- Saved data entries -
//! Minimal ELF64 loader: parses `PT_LOAD` segments out of a little-endian
//! ELF64 executable and flattens them into one contiguous image plus an
//! entry PC, ready for `rv64_core::vm::Vm::init`.
//!
//! No relocation, no dynamic linking, no section-header parsing beyond
//! what is needed to locate the program header table — this is the
//! "out of scope" ELF loader the core design treats as an external
//! collaborator, implemented here as a small, independently-testable
//! satellite crate in the style of the pack's other binary-format
//! parsers (fixed-shape header, validate up front, typed accessors).

use std::fmt;

const EI_MAG: [u8; 4] = [0x7F, b'E', b'L', b'F'];
const ELFCLASS64: u8 = 2;
const ELFDATA2LSB: u8 = 1;
const ET_EXEC: u16 = 2;
const ET_DYN: u16 = 3;
const EM_RISCV: u16 = 243;
const PT_LOAD: u32 = 1;

const EHDR_SIZE: usize = 64;
const PHDR_SIZE: usize = 56;

/// Errors the loader can report for a malformed or unsupported ELF file.
#[derive(Debug, Clone, PartialEq, Eq)]
pub enum ElfError {
    /// Fewer than 64 bytes — too short to hold even the ELF header.
    TooShort,
    /// The `\x7fELF` magic is missing.
    BadMagic,
    /// `e_ident[EI_CLASS]` is not `ELFCLASS64`.
    Not64Bit,
    /// `e_ident[EI_DATA]` is not `ELFDATA2LSB`.
    NotLittleEndian,
    /// `e_type` is neither `ET_EXEC` nor `ET_DYN`.
    NotExecutable,
    /// `e_machine` is not `EM_RISCV`.
    WrongMachine(u16),
    /// A program header table entry runs past the end of the file.
    ProgramHeaderOutOfBounds,
    /// A `PT_LOAD` segment's file range runs past the end of the file.
    SegmentOutOfBounds { offset: u64, filesz: u64, file_len: usize },
    /// No `PT_LOAD` segments were present — nothing to load.
    NoLoadSegments,
}

impl fmt::Display for ElfError {
    fn fmt(&self, f: &mut fmt::Formatter<'_>) -> fmt::Result {
        match self {
            Self::TooShort => write!(f, "file is shorter than the ELF64 header"),
            Self::BadMagic => write!(f, "missing \\x7fELF magic"),
            Self::Not64Bit => write!(f, "not a 64-bit ELF (EI_CLASS != ELFCLASS64)"),
            Self::NotLittleEndian => write!(f, "not little-endian (EI_DATA != ELFDATA2LSB)"),
            Self::NotExecutable => write!(f, "e_type is neither ET_EXEC nor ET_DYN"),
            Self::WrongMachine(m) => write!(f, "e_machine {m} is not EM_RISCV (243)"),
            Self::ProgramHeaderOutOfBounds => write!(f, "program header table runs past EOF"),
            Self::SegmentOutOfBounds { offset, filesz, file_len } => write!(
                f,
                "PT_LOAD segment at file offset {offset:#x} of size {filesz:#x} runs past EOF ({file_len} bytes)"
            ),
            Self::NoLoadSegments => write!(f, "ELF has no PT_LOAD segments"),
        }
    }
}

impl std::error::Error for ElfError {}

/// One `PT_LOAD` segment, as described by the program header.
#[derive(Debug, Clone, Copy)]
struct LoadSegment {
    vaddr: u64,
    file_offset: u64,
    filesz: u64,
    memsz: u64,
}

/// The result of flattening an ELF's `PT_LOAD` segments: one contiguous
/// image, the guest virtual address it should be loaded at, and the
/// entry PC.
#[derive(Debug, Clone)]
pub struct LoadedElf {
    pub image: Vec<u8>,
    pub load_address: u64,
    pub entry: u64,
}

/// Parse `bytes` as a little-endian ELF64 RISC-V executable and flatten
/// its `PT_LOAD` segments into one zero-filled image.
///
/// `load_address` in the result is the lowest `p_vaddr` among the
/// `PT_LOAD` segments; every segment is copied into the image at
/// `p_vaddr - load_address`, so the whole image can be written with a
/// single `Vm::init(Some(&image), load_address)` call. Bytes beyond
/// `p_filesz` up to `p_memsz` (bss) are left zero, matching the image's
/// initial zero-fill.
pub fn load(bytes: &[u8]) -> Result<LoadedElf, ElfError> {
    let header = Header::parse(bytes)?;
    let segments = header.load_segments(bytes)?;
    if segments.is_empty() {
        return Err(ElfError::NoLoadSegments);
    }

    let load_address = segments.iter().map(|s| s.vaddr).min().unwrap();
    let image_end = segments
        .iter()
        .map(|s| s.vaddr + s.memsz)
        .max()
        .unwrap();
    let mut image = vec![0u8; (image_end - load_address) as usize];

    for seg in &segments {
        let file_start = seg.file_offset as usize;
        let file_end = file_start + seg.filesz as usize;
        if file_end > bytes.len() {
            return Err(ElfError::SegmentOutOfBounds {
                offset: seg.file_offset,
                filesz: seg.filesz,
                file_len: bytes.len(),
            });
        }
        let image_start = (seg.vaddr - load_address) as usize;
        image[image_start..image_start + seg.filesz as usize]
            .copy_from_slice(&bytes[file_start..file_end]);
    }

    Ok(LoadedElf { image, load_address, entry: header.entry })
}

/// Parsed fields of the ELF64 file header needed to locate and walk the
/// program header table. Not exposed — callers only see [`LoadedElf`].
struct Header {
    entry: u64,
    phoff: u64,
    phentsize: u16,
    phnum: u16,
}

impl Header {
    fn parse(bytes: &[u8]) -> Result<Self, ElfError> {
        if bytes.len() < EHDR_SIZE {
            return Err(ElfError::TooShort);
        }
        if bytes[0..4] != EI_MAG {
            return Err(ElfError::BadMagic);
        }
        if bytes[4] != ELFCLASS64 {
            return Err(ElfError::Not64Bit);
        }
        if bytes[5] != ELFDATA2LSB {
            return Err(ElfError::NotLittleEndian);
        }

        let e_type = u16::from_le_bytes(bytes[16..18].try_into().unwrap());
        if e_type != ET_EXEC && e_type != ET_DYN {
            return Err(ElfError::NotExecutable);
        }
        let e_machine = u16::from_le_bytes(bytes[18..20].try_into().unwrap());
        if e_machine != EM_RISCV {
            return Err(ElfError::WrongMachine(e_machine));
        }

        let entry = u64::from_le_bytes(bytes[24..32].try_into().unwrap());
        let phoff = u64::from_le_bytes(bytes[32..40].try_into().unwrap());
        let phentsize = u16::from_le_bytes(bytes[54..56].try_into().unwrap());
        let phnum = u16::from_le_bytes(bytes[56..58].try_into().unwrap());

        Ok(Self { entry, phoff, phentsize, phnum })
    }

    fn load_segments(&self, bytes: &[u8]) -> Result<Vec<LoadSegment>, ElfError> {
        let mut segments = Vec::new();
        for i in 0..self.phnum as u64 {
            let off = self.phoff + i * self.phentsize as u64;
            let end = off + PHDR_SIZE as u64;
            if end > bytes.len() as u64 {
                return Err(ElfError::ProgramHeaderOutOfBounds);
            }
            let ph = &bytes[off as usize..end as usize];
            let p_type = u32::from_le_bytes(ph[0..4].try_into().unwrap());
            if p_type != PT_LOAD {
                continue;
            }
            let p_offset = u64::from_le_bytes(ph[8..16].try_into().unwrap());
            let p_vaddr = u64::from_le_bytes(ph[16..24].try_into().unwrap());
            let p_filesz = u64::from_le_bytes(ph[32..40].try_into().unwrap());
            let p_memsz = u64::from_le_bytes(ph[40..48].try_into().unwrap());
            segments.push(LoadSegment {
                vaddr: p_vaddr,
                file_offset: p_offset,
                filesz: p_filesz,
                memsz: p_memsz,
            });
        }
        Ok(segments)
    }
}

- DIRECTIONS FOR THIS TASK -
Restate the data above in full, word for word.

- TASK OUTPUT -
//! Minimal ELF64 loader: parses `PT_LOAD` segments out of a little-endian
//! ELF64 executable and flattens them into one contiguous image plus an
//! entry PC, ready for `rv64_core::vm::Vm::init`.
//!
//! No relocation, no dynamic linking, no section-header parsing beyond
//! what is needed to locate the program header table — this is the
//! "out of scope" ELF loader the core design treats as an external
//! collaborator, implemented here as a small, independently-testable
//! satellite crate in the style of the pack's other binary-format
//! parsers (fixed-shape header, validate up front, typed accessors).

use std::fmt;

const EI_MAG: [u8; 4] = [0x7F, b'E', b'L', b'F'];
const ELFCLASS64: u8 = 2;
const ELFDATA2LSB: u8 = 1;
const ET_EXEC: u16 = 2;
const ET_DYN: u16 = 3;
const EM_RISCV: u16 = 243;
const PT_LOAD: u32 = 1;

const EHDR_SIZE: usize = 64;
const PHDR_SIZE: usize = 56;

/// Errors the loader can report for a malformed or unsupported ELF file.
#[derive(Debug, Clone, PartialEq, Eq)]
pub enum ElfError {
    /// Fewer than 64 bytes — too short to hold even the ELF header.
    TooShort,
    /// The `\x7fELF` magic is missing.
    BadMagic,
    /// `e_ident[EI_CLASS]` is not `ELFCLASS64`.
    Not64Bit,
    /// `e_ident[EI_DATA]` is not `ELFDATA2LSB`.
    NotLittleEndian,
    /// `e_type` is neither `ET_EXEC` nor `ET_DYN`.
    NotExecutable,
    /// `e_machine` is not `EM_RISCV`.
    WrongMachine(u16),
    /// A program header table entry runs past the end of the file.
    ProgramHeaderOutOfBounds,
    /// A `PT_LOAD` segment's file range runs past the end of the file.
    SegmentOutOfBounds { offset: u64, filesz: u64, file_len: usize },
    /// No `PT_LOAD` segments were present — nothing to load.
    NoLoadSegments,
}

impl fmt::Display for ElfError {
    fn fmt(&self, f: &mut fmt::Formatter<'_>) -> fmt::Result {
        match self {
            Self::TooShort => write!(f, "file is shorter than the ELF64 header"),
            Self::BadMagic => write!(f, "missing \\x7fELF magic"),
            Self::Not64Bit => write!(f, "not a 64-bit ELF (EI_CLASS != ELFCLASS64)"),
            Self::NotLittleEndian => write!(f, "not little-endian (EI_DATA != ELFDATA2LSB)"),
            Self::NotExecutable => write!(f, "e_type is neither ET_EXEC nor ET_DYN"),
            Self::WrongMachine(m) => write!(f, "e_machine {m} is not EM_RISCV (243)"),
            Self::ProgramHeaderOutOfBounds => write!(f, "program header table runs past EOF"),
            Self::SegmentOutOfBounds { offset, filesz, file_len } => write!(
                f,
                "PT_LOAD segment at file offset {offset:#x} of size {filesz:#x} runs past EOF ({file_len} bytes)"
            ),
            Self::NoLoadSegments => write!(f, "ELF has no PT_LOAD segments"),
        }
    }
}

impl std::error::Error for ElfError {}

/// One `PT_LOAD` segment, as described by the program header.
#[derive(Debug, Clone, Copy)]
struct LoadSegment {
    vaddr: u64,
    file_offset: u64,
    filesz: u64,
    memsz: u64,
}

/// The result of flattening an ELF's `PT_LOAD` segments: one contiguous
/// image, the guest virtual address it should be loaded at, and the
/// entry PC.
#[derive(Debug, Clone)]
pub struct LoadedElf {
    pub image: Vec<u8>,
    pub load_address: u64,
    pub entry: u64,
}

/// Parse `bytes` as a little-endian ELF64 RISC-V executable and flatten
/// its `PT_LOAD` segments into one zero-filled image.
///
/// `load_address` in the result is the lowest `p_vaddr` among the
/// `PT_LOAD` segments; every segment is copied into the image at
/// `p_vaddr - load_address`, so the whole image can be written with a
/// single `Vm::init(Some(&image), load_address)` call. Bytes beyond
/// `p_filesz` up to `p_memsz` (bss) are left zero, matching the image's
/// initial zero-fill.
pub fn load(bytes: &[u8]) -> Result<LoadedElf, ElfError> {
    let header = Header::parse(bytes)?;
    let segments = header.load_segments(bytes)?;
    if segments.is_empty() {
        return Err(ElfError::NoLoadSegments);
    }

    let load_address = segments.iter().map(|s| s.vaddr).min().unwrap();
    let image_end = segments
        .iter()
        .map(|s| s.vaddr + s.memsz)
        .max()
        .unwrap();
    let mut image = vec![0u8; (image_end - load_address) as usize];

    for seg in &segments {
        let file_start = seg.file_offset as usize;
        let file_end = file_start + seg.filesz as usize;
        if file_end > bytes.len() {
            return Err(ElfError::SegmentOutOfBounds {
                offset: seg.file_offset,
                filesz: seg.filesz,
                file_len: bytes.len(),
            });
        }
        let image_start = (seg.vaddr - load_address) as usize;
        image[image_start..image_start + seg.filesz as usize]
            .copy_from_slice(&bytes[file_start..file_end]);
    }

    Ok(LoadedElf { image, load_address, entry: header.entry })
}

/// Parsed fields of the ELF64 file header needed to locate and walk the
/// program header table. Not exposed — callers only see [`LoadedElf`].
struct Header {
    entry: u64,
    phoff: u64,
    phentsize: u16,
    phnum: u16,
}

impl Header {
    fn parse(bytes: &[u8]) -> Result<Self, ElfError> {
        if bytes.len() < EHDR_SIZE {
            return Err(ElfError::TooShort);
        }
        if bytes[0..4] != EI_MAG {
            return Err(ElfError::BadMagic);
        }
        if bytes[4] != ELFCLASS64 {
            return Err(ElfError::Not64Bit);
        }
        if bytes[5] != ELFDATA2LSB {
            return Err(ElfError::NotLittleEndian);
        }

        let e_type = u16::from_le_bytes(bytes[16..18].try_into().unwrap());
        if e_type != ET_EXEC && e_type != ET_DYN {
            return Err(ElfError::NotExecutable);
        }
        let e_machine = u16::from_le_bytes(bytes[18..20].try_into().unwrap());
        if e_machine != EM_RISCV {
            return Err(ElfError::WrongMachine(e_machine));
        }

        let entry = u64::from_le_bytes(bytes[24..32].try_into().unwrap());
        let phoff = u64::from_le_bytes(bytes[32..40].try_into().unwrap());
        let phentsize = u16::from_le_bytes(bytes[54..56].try_into().unwrap());
        let phnum = u16::from_le_bytes(bytes[56..58].try_into().unwrap());

        Ok(Self { entry, phoff, phentsize, phnum })
    }

    fn load_segments(&self, bytes: &[u8]) -> Result<Vec<LoadSegment>, ElfError> {
        let mut segments = Vec::new();
        for i in 0..self.phnum as u64 {
            let off = self.phoff + i * self.phentsize as u64;
            let end = off + PHDR_SIZE as u64;
            if end > bytes.len() as u64 {
                return Err(ElfError::ProgramHeaderOutOfBounds);
            }
            let ph = &bytes[off as usize..end as usize];
            let p_type = u32::from_le_bytes(ph[0..4].try_into().unwrap());
            if p_type != PT_LOAD {
                continue;
            }
            let p_offset = u64::from_le_bytes(ph[8..16].try_into().unwrap());
            let p_vaddr = u64::from_le_bytes(ph[16..24].try_into().unwrap());
            let p_filesz = u64::from_le_bytes(ph[32..40].try_into().unwrap());
            let p_memsz = u64::from_le_bytes(ph[40..48].try_into().unwrap());
            segments.push(LoadSegment {
                vaddr: p_vaddr,
                file_offset: p_offset,
                filesz: p_filesz,
                memsz: p_memsz,
            });
        }
        Ok(segments)
    }
}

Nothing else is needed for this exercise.